▶ _WHAT THE TASK REQUIRES_
So that nothing is lost, write out all the lines below exactly.

▶ _DATA FOR THE TASK_
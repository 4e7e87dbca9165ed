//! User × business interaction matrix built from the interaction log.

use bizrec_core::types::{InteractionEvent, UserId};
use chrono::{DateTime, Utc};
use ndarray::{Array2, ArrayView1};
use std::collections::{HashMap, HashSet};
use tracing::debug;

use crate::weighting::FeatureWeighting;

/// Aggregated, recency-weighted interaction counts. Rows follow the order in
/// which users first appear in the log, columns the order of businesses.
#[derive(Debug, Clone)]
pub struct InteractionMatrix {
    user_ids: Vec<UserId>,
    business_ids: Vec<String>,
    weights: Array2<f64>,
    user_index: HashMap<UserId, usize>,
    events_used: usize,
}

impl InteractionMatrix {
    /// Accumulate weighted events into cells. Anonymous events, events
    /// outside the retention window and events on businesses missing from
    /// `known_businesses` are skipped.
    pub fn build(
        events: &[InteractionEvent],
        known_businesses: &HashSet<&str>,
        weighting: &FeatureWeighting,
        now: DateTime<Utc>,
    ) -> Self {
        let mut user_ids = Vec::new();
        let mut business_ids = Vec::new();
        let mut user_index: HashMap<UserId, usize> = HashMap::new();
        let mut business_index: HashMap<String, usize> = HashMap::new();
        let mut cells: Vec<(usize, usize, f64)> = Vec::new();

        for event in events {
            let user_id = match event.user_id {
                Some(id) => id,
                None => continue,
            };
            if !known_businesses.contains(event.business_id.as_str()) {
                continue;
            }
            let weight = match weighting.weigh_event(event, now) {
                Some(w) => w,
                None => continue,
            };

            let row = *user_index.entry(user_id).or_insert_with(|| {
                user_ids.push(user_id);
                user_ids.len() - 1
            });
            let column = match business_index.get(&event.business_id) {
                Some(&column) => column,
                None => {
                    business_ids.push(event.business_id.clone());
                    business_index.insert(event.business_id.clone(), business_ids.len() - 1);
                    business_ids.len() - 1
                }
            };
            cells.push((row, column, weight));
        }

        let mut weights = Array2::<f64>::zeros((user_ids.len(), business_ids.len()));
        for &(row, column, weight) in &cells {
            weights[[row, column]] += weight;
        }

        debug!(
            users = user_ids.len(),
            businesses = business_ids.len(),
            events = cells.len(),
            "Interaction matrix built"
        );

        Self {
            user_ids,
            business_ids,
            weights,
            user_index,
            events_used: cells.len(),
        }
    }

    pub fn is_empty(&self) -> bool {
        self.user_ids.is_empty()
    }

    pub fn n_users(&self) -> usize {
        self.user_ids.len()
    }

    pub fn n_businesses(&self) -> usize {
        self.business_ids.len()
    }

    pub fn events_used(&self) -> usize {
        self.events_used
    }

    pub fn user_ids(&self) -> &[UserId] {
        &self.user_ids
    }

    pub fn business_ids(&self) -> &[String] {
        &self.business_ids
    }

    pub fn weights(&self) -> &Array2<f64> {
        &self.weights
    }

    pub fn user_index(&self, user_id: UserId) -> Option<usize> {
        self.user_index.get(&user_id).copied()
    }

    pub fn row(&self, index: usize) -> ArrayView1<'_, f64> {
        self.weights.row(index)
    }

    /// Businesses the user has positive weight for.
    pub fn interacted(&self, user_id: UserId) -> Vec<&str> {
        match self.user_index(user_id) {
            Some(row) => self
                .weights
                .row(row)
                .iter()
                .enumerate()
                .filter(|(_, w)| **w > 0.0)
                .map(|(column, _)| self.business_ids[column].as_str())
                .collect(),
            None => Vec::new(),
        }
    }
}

▶ _TASK ANSWER_
repository 4e7e87dbca9165ed
//! User × business interaction matrix built from the interaction log.

use bizrec_core::types::{InteractionEvent, UserId};
use chrono::{DateTime, Utc};
use ndarray::{Array2, ArrayView1};
use std::collections::{HashMap, HashSet};
use tracing::debug;

use crate::weighting::FeatureWeighting;

/// Aggregated, recency-weighted interaction counts. Rows follow the order in
/// which users first appear in the log, columns the order of businesses.
#[derive(Debug, Clone)]
pub struct InteractionMatrix {
    user_ids: Vec<UserId>,
    business_ids: Vec<String>,
    weights: Array2<f64>,
    user_index: HashMap<UserId, usize>,
    events_used: usize,
}

impl InteractionMatrix {
    /// Accumulate weighted events into cells. Anonymous events, events
    /// outside the retention window and events on businesses missing from
    /// `known_businesses` are skipped.
    pub fn build(
        events: &[InteractionEvent],
        known_businesses: &HashSet<&str>,
        weighting: &FeatureWeighting,
        now: DateTime<Utc>,
    ) -> Self {
        let mut user_ids = Vec::new();
        let mut business_ids = Vec::new();
        let mut user_index: HashMap<UserId, usize> = HashMap::new();
        let mut business_index: HashMap<String, usize> = HashMap::new();
        let mut cells: Vec<(usize, usize, f64)> = Vec::new();

        for event in events {
            let user_id = match event.user_id {
                Some(id) => id,
                None => continue,
            };
            if !known_businesses.contains(event.business_id.as_str()) {
                continue;
            }
            let weight = match weighting.weigh_event(event, now) {
                Some(w) => w,
                None => continue,
            };

            let row = *user_index.entry(user_id).or_insert_with(|| {
                user_ids.push(user_id);
                user_ids.len() - 1
            });
            let column = match business_index.get(&event.business_id) {
                Some(&column) => column,
                None => {
                    business_ids.push(event.business_id.clone());
                    business_index.insert(event.business_id.clone(), business_ids.len() - 1);
                    business_ids.len() - 1
                }
            };
            cells.push((row, column, weight));
        }

        let mut weights = Array2::<f64>::zeros((user_ids.len(), business_ids.len()));
        for &(row, column, weight) in &cells {
            weights[[row, column]] += weight;
        }

        debug!(
            users = user_ids.len(),
            businesses = business_ids.len(),
            events = cells.len(),
            "Interaction matrix built"
        );

        Self {
            user_ids,
            business_ids,
            weights,
            user_index,
            events_used: cells.len(),
        }
    }

    pub fn is_empty(&self) -> bool {
        self.user_ids.is_empty()
    }

    pub fn n_users(&self) -> usize {
        self.user_ids.len()
    }

    pub fn n_businesses(&self) -> usize {
        self.business_ids.len()
    }

    pub fn events_used(&self) -> usize {
        self.events_used
    }

    pub fn user_ids(&self) -> &[UserId] {
        &self.user_ids
    }

    pub fn business_ids(&self) -> &[String] {
        &self.business_ids
    }

    pub fn weights(&self) -> &Array2<f64> {
        &self.weights
    }

    pub fn user_index(&self, user_id: UserId) -> Option<usize> {
        self.user_index.get(&user_id).copied()
    }

    pub fn row(&self, index: usize) -> ArrayView1<'_, f64> {
        self.weights.row(index)
    }

    /// Businesses the user has positive weight for.
    pub fn interacted(&self, user_id: UserId) -> Vec<&str> {
        match self.user_index(user_id) {
            Some(row) => self
                .weights
                .row(row)
                .iter()
                .enumerate()
                .filter(|(_, w)| **w > 0.0)
                .map(|(column, _)| self.business_ids[column].as_str())
                .collect(),
            None => Vec::new(),
        }
    }
}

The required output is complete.